We’ll begin by addressing indoor volleyball and then discuss outdoor volleyball towards the end of this article.

When is it not allowed to touch the net in volleyball?

Volleyball Net Touch You are not permitted to touch the net between the antennae while performing an action involving playing the ball. This phrase broadly encompasses any attempt to touch the volleyball (such as digging, setting, spiking, or blocking) and acts like taking off during a jump or landing after a jump.

Additionally, if you contact the net outside the antennae, use the net, ropes, referee stand, or post for support. It will also be considered a violation.

USAV also adds clarification here, stating:

“Any player who is close to the ball as it is being played, and who is also attempting to play the ball, is considered to be in the action of playing the ball, even if no physical contact is made with it.”

A prime example is when two blockers attempt to block or swat the ball; If one person hits the ball and the other person hits the net, it is a fault. Here’s an example:

When Can Volleyball Players Touch The Net?

In several instances, contact with the net is allowed during a volleyball game…

1. Contacting the net but not during the action of playing the ball…

This refers to when the ball unintentionally hits the net.

As a middle blocker, you need to anticipate and block the ball set to the outside hitter. As you turn to cover the spiker, you inadvertently brush against the net, but this doesn’t affect the play…

In such cases, there is no violation.

However, if your contact with the net causes it to move and disrupt the play, it would be considered a violation.

2. If the ball is driven into the net and touches an opponent…

If you are blocking and your opponent hits the ball into the net with force, resulting in the net touching you or your arm, this is not considered a net touch, and the game continues.

3. Contacting the net outside of the antenna…

In volleyball, touching the net is only allowed if the contact occurs outside the antenna, doesn’t interfere with play, and isn’t used for support.

A skilled call by the referee demonstrates their thorough understanding of the rules.

The game proceeded as the player made contact with the net outside the antenna and did not disrupt play.

Is it allowed for your hair to touch the net during a volleyball game?

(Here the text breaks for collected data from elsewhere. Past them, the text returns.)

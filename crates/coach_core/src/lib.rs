//! Interview coaching engine.
//!
//! Everything needed to drive a simulated behavioral interview against
//! a locally-run inference binary: process invocation with a hard
//! timeout, terminal-output sanitization, host capability probing,
//! startup calibration, quality-gated question/feedback generation,
//! and structured rubric extraction.
//!
//! The web/controller layer consumes this crate through
//! [`pipeline::Pipeline`] and always receives a best-effort
//! [`invoke::InvocationResult`]; no model failure propagates as an
//! error past this crate.

pub mod capability;
pub mod config;
pub mod error;
pub mod evaluation;
pub mod invoke;
pub mod perf;
pub mod pipeline;
pub mod prompts;
pub mod question_bank;
pub mod sanitize;
pub mod session;
pub mod text;

pub use capability::{CapabilityReport, SystemProbe};
pub use config::CoachConfig;
pub use error::{CoachError, FailureReason};
pub use evaluation::Evaluation;
pub use invoke::{InvocationResult, ModelRunner, OllamaRunner};
pub use perf::{calibrate, PerformanceMode};
pub use pipeline::{EvaluationOutcome, Pipeline};
pub use session::SessionState;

While neither the FIVB nor NCAA rulebooks explicitly address whether hair touching the net is a violation during ball play. Most referees do not consider net violations if a player’s hair or jersey incidentally touches the net.

Regardless of the force of the contact between your hair or clothing and the net, it is unlikely that such communication would significantly impact the game.

If your hair gets entangled in the net to the extent that it causes noticeable net movement, it would be considered a violation; however, these instances are rare.

What happens if you touch the net during a volleyball game?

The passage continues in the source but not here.